I am utilizing Devin Teske's jng to create a netgraph bridge to igb1, exposing the trunked interface to the jail.  This jail only needs 1 VLAN, but I anticipate adding others later that will utilize more, and this seemed more elegant than cloning the VLAN interfaces individually.

In the jail, I am replicate the same setup as the host to access the tagged interface.

host rc.conf:
=============================
ifconfig_igb1="up"
vlans_igb1="1"
ifconfig_igb1_1="192.168.1.2 netmask 255.255.255.0"
=============================


jail rc.conf:
=============================
vlans_ng0_unifi="1"
ifconfig_ng0_unifi="up"
ifconfig_ng0_unifi_1="inet 192.168.1.3 netmask 255.255.255.0"
=============================


For this particular jail the configuration is overkill (I suppose I could just bridge to igb1.1 on the host).  But I am proving out this strategy for some of the other services that I will need to host on this machine later.  Otherwise, I will have to go back to the strategy of mangling multiple FIBs.
Comment 3 Bjoern A. Zeeb freebsd_committer 2018-11-29 11:33:29 UTC
I can probably have a quick look this evening unless anyone beats me to it.
Looking at the backtrace I have a suspicion of what's going on.
Comment 4 Jordan Boland 2018-12-04 09:03:01 UTC
Hi Bjoern & Kristof,

I wanted to provide some additional information that I have gathered today.  I have upgraded this system to 12.0-RC3 and can confirm the issue remains.  I also believe it is related to the netgraph module.  I have converted a jail to use jib and mod if_bridge/if_epair.  I can now stop the jail without experiencing the kernel panic.
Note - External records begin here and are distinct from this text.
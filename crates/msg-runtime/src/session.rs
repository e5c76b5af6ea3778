//! Per-connection session state. Lives on the gate; a shadow session with
//! the same id is created on any backend that has processed a message for
//! it (see `msg-node::acceptor`).

use std::sync::atomic::{AtomicU32, AtomicU64, Ordering};
use std::sync::{OnceLock, RwLock};

use http::Extensions;
use msg_wire::{short_version, Message, MessageType};
use serde::{Deserialize, Serialize};

use crate::entity::{Entity, RpcSink};
use crate::error::SessionError;
use crate::events::{Callback, EventRegistry};
use crate::router::Router;

/// Fired just before the network layer tears down a closing session.
pub const EVENT_CLOSED: &str = "closed";

#[derive(Debug, Clone, Default, Serialize, Deserialize)]
pub struct SessionState {
    pub uid: u64,
    pub version: String,
}

pub struct Session {
    id: u64,
    uid: AtomicU64,
    version: RwLock<String>,
    short_ver: AtomicU32,
    last_heartbeat: AtomicU64,
    /// Typed bag replacing the original's opaque `interface{}` map: any
    /// `Send + Sync + 'static` value can be stored, keyed by its own type.
    data: RwLock<Extensions>,
    router: Router,
    events: EventRegistry,
    entity: Entity,
    /// Set once, from this session's first decoded packet (spec: "the first
    /// message on an agent determines that agent's `compressed` flag for its
    /// entire lifetime"). `None` until then; outbound encoding must treat
    /// "not yet set" as uncompressed rather than guessing.
    compressed: OnceLock<bool>,
}

impl Session {
    pub fn new(id: u64, entity: Entity, now_unix_secs: u64) -> Self {
        Session {
            id,
            uid: AtomicU64::new(0),
            version: RwLock::new(String::new()),
            short_ver: AtomicU32::new(0),
            last_heartbeat: AtomicU64::new(now_unix_secs),
            data: RwLock::new(Extensions::new()),
            router: Router::new(),
            events: EventRegistry::new(),
            entity,
            compressed: OnceLock::new(),
        }
    }

    pub fn id(&self) -> u64 {
        self.id
    }

    pub fn uid(&self) -> u64 {
        self.uid.load(Ordering::SeqCst)
    }

    pub fn bind_uid(&self, uid: u64) {
        self.uid.store(uid, Ordering::SeqCst);
    }

    pub fn version(&self) -> String {
        self.version.read().unwrap().clone()
    }

    pub fn short_ver(&self) -> u32 {
        self.short_ver.load(Ordering::SeqCst)
    }

    /// Binds the session's version string and derives `short_ver` from its
    /// `-HHHHHHHH` suffix, per `msg_wire::short_version`.
    pub fn bind_version(&self, version: impl Into<String>) {
        let version = version.into();
        self.short_ver.store(short_version(&version), Ordering::SeqCst);
        *self.version.write().unwrap() = version;
    }

    pub fn last_heartbeat(&self) -> u64 {
        self.last_heartbeat.load(Ordering::SeqCst)
    }

    pub fn touch_heartbeat(&self, now_unix_secs: u64) {
        self.last_heartbeat.store(now_unix_secs, Ordering::SeqCst);
    }

    pub fn router(&self) -> &Router {
        &self.router
    }

    /// Whether this session's packets are in compressed (dictionary-code)
    /// form. `false` until the first packet sets it; a switch back to
    /// uncompressed is not allowed, so later calls to
    /// `set_compressed_from_first_packet` are no-ops once set once.
    pub fn is_compressed(&self) -> bool {
        self.compressed.get().copied().unwrap_or(false)
    }

    /// Latch the sticky compressed flag from this session's first decoded
    /// packet. Called once by `LocalHandler::process_packet`; later calls
    /// are no-ops, matching the "for the entire lifetime" contract.
    pub fn set_compressed_from_first_packet(&self, compressed: bool) {
        let _ = self.compressed.set(compressed);
    }

    pub fn set<T: Send + Sync + 'static>(&self, value: T) {
        self.data.write().unwrap().insert(value);
    }

    pub fn get<T: Clone + Send + Sync + 'static>(&self) -> Option<T> {
        self.data.read().unwrap().get::<T>().cloned()
    }

    pub fn remove<T: Send + Sync + 'static>(&self) -> Option<T> {
        self.data.write().unwrap().remove::<T>()
    }

    pub fn on(&self, key: impl Into<String>, cb: Callback) {
        self.events.on(key, cb);
    }

    pub fn trigger(&self, key: &str) {
        self.events.trigger(key, self);
    }

    pub fn remote_addr(&self) -> &str {
        self.entity.remote_addr()
    }

    pub fn push(&self, route: impl Into<String>, data: Vec<u8>) -> Result<(), SessionError> {
        self.entity.push(Message::push(route, data))
    }

    pub fn response(&self, data: Vec<u8>) -> Result<(), SessionError> {
        let mid = self.entity.last_mid();
        self.entity.response(Message::response(mid, String::new(), data))
    }

    /// Respond to a specific request id rather than the last one dispatched
    /// on this entity (useful when a handler defers a reply past the point
    /// another request has already been dispatched on the same session).
    pub fn response_mid(&self, mid: u64, data: Vec<u8>) -> Result<(), SessionError> {
        self.entity.response(Message::response(mid, String::new(), data))
    }

    pub fn last_mid(&self) -> u64 {
        self.entity.last_mid()
    }

    /// Wire the in-line RPC dispatch callback onto this session's entity.
    /// Called once by `Agent::spawn`/`Acceptor::spawn`, after the session is
    /// `Arc`-wrapped, closing over that same `Arc<Session>` and the owning
    /// process's own `LocalHandler::process_message`.
    pub fn set_rpc_sink(&self, sink: RpcSink) {
        self.entity.set_rpc_sink(sink);
    }

    /// An RPC (spec.md §4.4/§4.5): invokes the owning process's own dispatch
    /// in-line rather than enqueuing like `push`/`response` — bypasses the
    /// outbound channel entirely. On a gate this re-enters that gate's
    /// `LocalHandler::process_message`; on a backend it re-enters that
    /// backend's own handler, never the gate's, and never over the wire.
    pub async fn rpc(&self, route: impl Into<String>, data: Vec<u8>) -> Result<(), SessionError> {
        let mid = self.entity.last_mid();
        let msg = Message { kind: MessageType::Notify, id: mid, route: route.into(), short_ver: 0, data };
        self.entity.rpc(msg).await
    }

    /// Stamp the id of the request currently being dispatched onto the
    /// underlying entity, so a handler's `response`/`response_mid` call
    /// targets the right request without the dispatcher threading it through
    /// every handler signature. Called by the dispatcher immediately before
    /// invoking a `Request` handler.
    pub fn set_last_mid(&self, mid: u64) {
        self.entity.set_last_mid(mid);
    }

    /// Close the underlying network entity exactly once, firing `closed`
    /// callbacks first. Idempotent: subsequent calls fail with
    /// `CloseClosedSession`.
    pub fn close(&self) -> Result<(), SessionError> {
        self.trigger(EVENT_CLOSED);
        self.entity.close()
    }

    /// Snapshot of the fields a handler may want to rehydrate after a
    /// reconnect. Persisting the snapshot itself is out of scope; only the
    /// capture/restore hook is provided.
    pub fn state(&self) -> SessionState {
        SessionState { uid: self.uid(), version: self.version() }
    }

    pub fn restore(&self, state: SessionState) {
        self.bind_uid(state.uid);
        if !state.version.is_empty() {
            self.bind_version(state.version);
        }
    }
}

#[cfg(test)]
mod tests {
    use super::*;
    use crate::entity::EntityKind;

    fn session() -> Session {
        let (entity, _rx) = Entity::new(EntityKind::Gate, "127.0.0.1:9000".to_string());
        Session::new(1, entity, 0)
    }

    #[test]
    fn compressed_defaults_false_and_latches_on_first_set() {
        let s = session();
        assert!(!s.is_compressed());
        s.set_compressed_from_first_packet(true);
        assert!(s.is_compressed());
        // a later packet can never flip it back, even to a different value.
        s.set_compressed_from_first_packet(false);
        assert!(s.is_compressed());
    }

    #[tokio::test]
    async fn rpc_invokes_the_wired_sink_instead_of_enqueuing() {
        use std::sync::atomic::AtomicBool;
        use std::sync::Arc;

        let s = session();
        let invoked = Arc::new(AtomicBool::new(false));
        let invoked2 = invoked.clone();
        s.set_rpc_sink(Arc::new(move |_msg| {
            let invoked = invoked2.clone();
            Box::pin(async move {
                invoked.store(true, Ordering::SeqCst);
            })
        }));

        s.rpc("Room.Join", vec![]).await.unwrap();
        assert!(invoked.load(Ordering::SeqCst));
    }

    #[test]
    fn bind_version_derives_short_ver() {
        let s = session();
        s.bind_version("1.0-aaaaaaaa");
        assert_eq!(s.short_ver(), 0xaaaaaaaa);
    }

    #[test]
    fn typed_bag_round_trips() {
        #[derive(Clone, PartialEq, Debug)]
        struct RoomId(u32);
        let s = session();
        assert_eq!(s.get::<RoomId>(), None);
        s.set(RoomId(7));
        assert_eq!(s.get::<RoomId>(), Some(RoomId(7)));
        assert_eq!(s.remove::<RoomId>(), Some(RoomId(7)));
        assert_eq!(s.get::<RoomId>(), None);
    }

    #[test]
    fn state_and_restore_round_trip() {
        let s = session();
        s.bind_uid(42);
        s.bind_version("2.0-cccccccc");
        let snapshot = s.state();

        let s2 = session();
        s2.restore(snapshot);
        assert_eq!(s2.uid(), 42);
        assert_eq!(s2.short_ver(), 0xcccccccc);
    }

    #[test]
    fn closed_event_fires_before_entity_close() {
        use std::sync::atomic::{AtomicBool, Ordering};
        use std::sync::Arc;

        let s = session();
        let fired = Arc::new(AtomicBool::new(false));
        let fired2 = fired.clone();
        s.on(EVENT_CLOSED, Box::new(move |_| fired2.store(true, Ordering::SeqCst)));
        s.close().unwrap();
        assert!(fired.load(Ordering::SeqCst));
        assert!(matches!(s.close().unwrap_err(), SessionError::CloseClosedSession));
    }
}
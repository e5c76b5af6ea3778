//! `Node::shutdown` runs lifecycle hooks in reverse registration order, then
//! unregisters from the master — the same sequence `services/backend` and
//! `services/gate` drive from their own `main.rs` on SIGTERM/Ctrl+C.
//!
//! # Coverage
//! 1. `on_before_shutdown` hooks run before `on_shutdown` hooks.
//! 2. Within each group, hooks run in reverse registration order.
//! 3. `shutdown` unregisters the node from the master, so a later
//!    `MasterRegistry::snapshot` no longer lists it.

use std::sync::{Arc, Mutex};

use msg_test_support::{MockMaster, MockNode};

#[tokio::test]
async fn shutdown_runs_hooks_in_reverse_order_then_unregisters() {
    let master = MockMaster::spawn().await.unwrap();
    let backend = MockNode::start_backend("backend-1", Some(&master.endpoint()), Vec::new()).await.unwrap();
    assert_eq!(master.registry.snapshot().await.len(), 1);

    let order = Arc::new(Mutex::new(Vec::new()));

    let before1 = order.clone();
    backend.node.on_before_shutdown(move || before1.lock().unwrap().push("before-1"));
    let before2 = order.clone();
    backend.node.on_before_shutdown(move || before2.lock().unwrap().push("before-2"));

    let after1 = order.clone();
    backend.node.on_shutdown(move || after1.lock().unwrap().push("shutdown-1"));
    let after2 = order.clone();
    backend.node.on_shutdown(move || after2.lock().unwrap().push("shutdown-2"));

    backend.node.shutdown().await;

    assert_eq!(*order.lock().unwrap(), vec!["before-2", "before-1", "shutdown-2", "shutdown-1"]);
    assert_eq!(master.registry.snapshot().await.len(), 0);

    backend.shutdown();
}
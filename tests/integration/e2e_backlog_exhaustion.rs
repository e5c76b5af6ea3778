//! A session's outbound backlog is a bounded queue, not an elastic buffer:
//! once its consumer (the write loop a real `Agent` would run) stops
//! draining it, further pushes fail fast with `BufferExceed` instead of
//! growing memory unboundedly or blocking the caller.
//!
//! This exercises `Session`/`Entity` directly rather than over a live TCP
//! connection: reproducing the same invariant through a socket would need
//! pushing past the OS's own send-buffer sizing, which varies by host and
//! would make the test flaky for a reason unrelated to the behavior under
//! test. Routing a push through a real gate (`e2e_cluster_routing`,
//! `e2e_singleton_ping_pong`) already covers the part this test doesn't:
//! that a drained backlog reaches the wire correctly.
//!
//! # Coverage
//! 1. Exactly `SEND_BACKLOG` pushes succeed before the backlog is full.
//! 2. The next push fails with `BufferExceed`, without blocking.
//! 3. Draining frees capacity; the session keeps working afterward.
//! 4. A push after `close()` fails with `BrokenPipe`, not `BufferExceed`.

use relaymesh::runtime::entity::SEND_BACKLOG;
use relaymesh::runtime::{Entity, EntityKind, Session, SessionError};

#[tokio::test]
async fn full_backlog_rejects_further_pushes_without_blocking() {
    let (entity, mut rx) = Entity::new(EntityKind::Gate, "127.0.0.1:1".to_string());
    let session = Session::new(1, entity, 0);

    for i in 0..SEND_BACKLOG {
        session.push("Room.Update", format!("update-{i}").into_bytes()).expect("backlog has room");
    }

    let err = session.push("Room.Update", b"one-too-many".to_vec()).unwrap_err();
    assert!(matches!(err, SessionError::BufferExceed));

    // Draining even one slot frees capacity for exactly one more push.
    rx.try_recv().expect("a buffered command is waiting");
    session.push("Room.Update", b"after-partial-drain".to_vec()).expect("one slot was freed");

    let err = session.push("Room.Update", b"still-too-many".to_vec()).unwrap_err();
    assert!(matches!(err, SessionError::BufferExceed));

    while rx.try_recv().is_ok() {}
    session.push("Room.Update", b"after-full-drain".to_vec()).expect("capacity freed after drain");
}

#[tokio::test]
async fn push_after_close_fails_with_broken_pipe_not_buffer_exceed() {
    let (entity, _rx) = Entity::new(EntityKind::Gate, "127.0.0.1:1".to_string());
    let session = Session::new(1, entity, 0);

    session.close().expect("first close succeeds");
    let err = session.push("Room.Update", b"too-late".to_vec()).unwrap_err();
    assert!(matches!(err, SessionError::BrokenPipe));
}
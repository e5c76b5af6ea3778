mod config;

use std::env;
use std::sync::Arc;

use msg_cluster::proto::member_server::MemberServer;
use msg_cluster::{MemberService, MembershipObserver as _};
use msg_node::{LocalHandler, Node, NodeConfig, ServiceBuilder};
use msg_runtime::{GlobalScheduler, Pipeline};
use msg_wire::RouteDictionary;
use tokio::sync::RwLock;
use tokio_stream::wrappers::TcpListenerStream;
use tonic::transport::Server;
use tracing::info;
use tracing_subscriber::EnvFilter;

#[tokio::main]
async fn main() {
    let log_level = env::var("LOG_LEVEL").unwrap_or_else(|_| "info".to_owned());
    tracing_subscriber::fmt().with_env_filter(EnvFilter::new(log_level)).init();

    let config_path = env::var("RELAYMESH_BACKEND_CONFIG").unwrap_or_else(|_| "/etc/relaymesh/backend.toml".to_owned());
    let cfg = config::load_config_from_path(std::path::Path::new(&config_path)).expect("failed to load backend config");

    let dictionary = Arc::new(RwLock::new(RouteDictionary::new()));
    let inbound = Arc::new(Pipeline::new());
    let mut local_handler = LocalHandler::new(cfg.member_bind.clone(), dictionary.clone(), inbound.clone(), Arc::new(GlobalScheduler::new()));
    local_handler
        .register(
            ServiceBuilder::new("Echo")
                .handler("Do", |_session, data| async move { Ok(Some(data)) })
                .build(),
        )
        .await
        .expect("failed to register Echo service");
    let local_handler = Arc::new(local_handler);

    let mut node_config = NodeConfig {
        label: cfg.label.clone(),
        version: cfg.version.clone(),
        service_addr: Some(cfg.member_bind.clone()),
        master_addr: cfg.master_addr.clone(),
        master_register_retry_interval: cfg.master_register_retry_interval,
        ..NodeConfig::default()
    };
    node_config.debug_addr = cfg.debug_bind.clone();
    let node = Arc::new(Node::new(node_config, local_handler.clone(), inbound, Arc::new(Pipeline::new()), dictionary));

    if cfg.master_addr.is_some() {
        let members = node.register_with_master().await;
        for member in members {
            local_handler.on_new_member(member).await;
        }
        info!(master_addr = ?cfg.master_addr, "registered with master");
    }

    node.spawn_debug_listener();

    let listener = tokio::net::TcpListener::bind(&cfg.member_bind).await.expect("failed to bind member listener");
    info!(addr = %cfg.member_bind, label = %cfg.label, "backend listening");
    let service = MemberServer::new(MemberService::new(local_handler, node.clone()));
    let (member_shutdown_tx, member_shutdown_rx) = tokio::sync::oneshot::channel();
    let member_server = tokio::spawn(async move {
        let shutdown = async {
            let _ = member_shutdown_rx.await;
        };
        if let Err(e) =
            Server::builder().add_service(service).serve_with_incoming_shutdown(TcpListenerStream::new(listener), shutdown).await
        {
            tracing::error!(error = %e, "backend server error");
        }
    });

    shutdown_signal().await;
    // Reverse of startup: hooks and master unregistration complete before the
    // member server is told to stop accepting and drain in flight calls.
    node.shutdown().await;
    let _ = member_shutdown_tx.send(());
    let _ = member_server.await;
    info!("backend shut down gracefully");
}

/// Waits for SIGTERM or Ctrl-C (SIGINT) and returns to trigger graceful shutdown.
async fn shutdown_signal() {
    use tokio::signal;

    let ctrl_c = async {
        signal::ctrl_c().await.expect("failed to install Ctrl+C handler");
    };

    #[cfg(unix)]
    let terminate = async {
        signal::unix::signal(signal::unix::SignalKind::terminate()).expect("failed to install SIGTERM handler").recv().await;
    };

    #[cfg(not(unix))]
    let terminate = std::future::pending::<()>();

    tokio::select! {
        _ = ctrl_c => { info!("received Ctrl+C, shutting down"); },
        _ = terminate => { info!("received SIGTERM, shutting down"); },
    }
}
I hope this helps confirm or direct your suspicions.  Let me know if I can do any additional tests.  I will look into it further when I can, but it may be some time before I can do so, and it is entirely possible that the networking code exceeds my skill in C.

Best,

Jordan
Comment 5 Bjoern A. Zeeb freebsd_committer 2019-01-15 23:20:05 UTC
Sorry, I got side-tracked while I was looking at this.  Release it to net@ in case someone else beats me to fixing it.
Comment 6 Eugene Grosbein freebsd_committer 2019-01-16 09:11:45 UTC
This PR lack many valuable technical details. If the problem is really in netgraph, please you describe used nodes and their hooks and settings because just notice of some "jng" (whatever it is) not enough. Plain ng0 is p2p-interface and vlan is not. You should also supply any additional details that may be relevand and do not forget to show output of "ngctl list" when jail is up and running, before is panices kernel at shutdown.
Comment 7 Arne Steinkamm 2019-09-03 23:37:09 UTC
I can reproduce this panic with 12.0-RELEASE-p7 r350232 and a pretty forward out-of-the-handbook Jail setup.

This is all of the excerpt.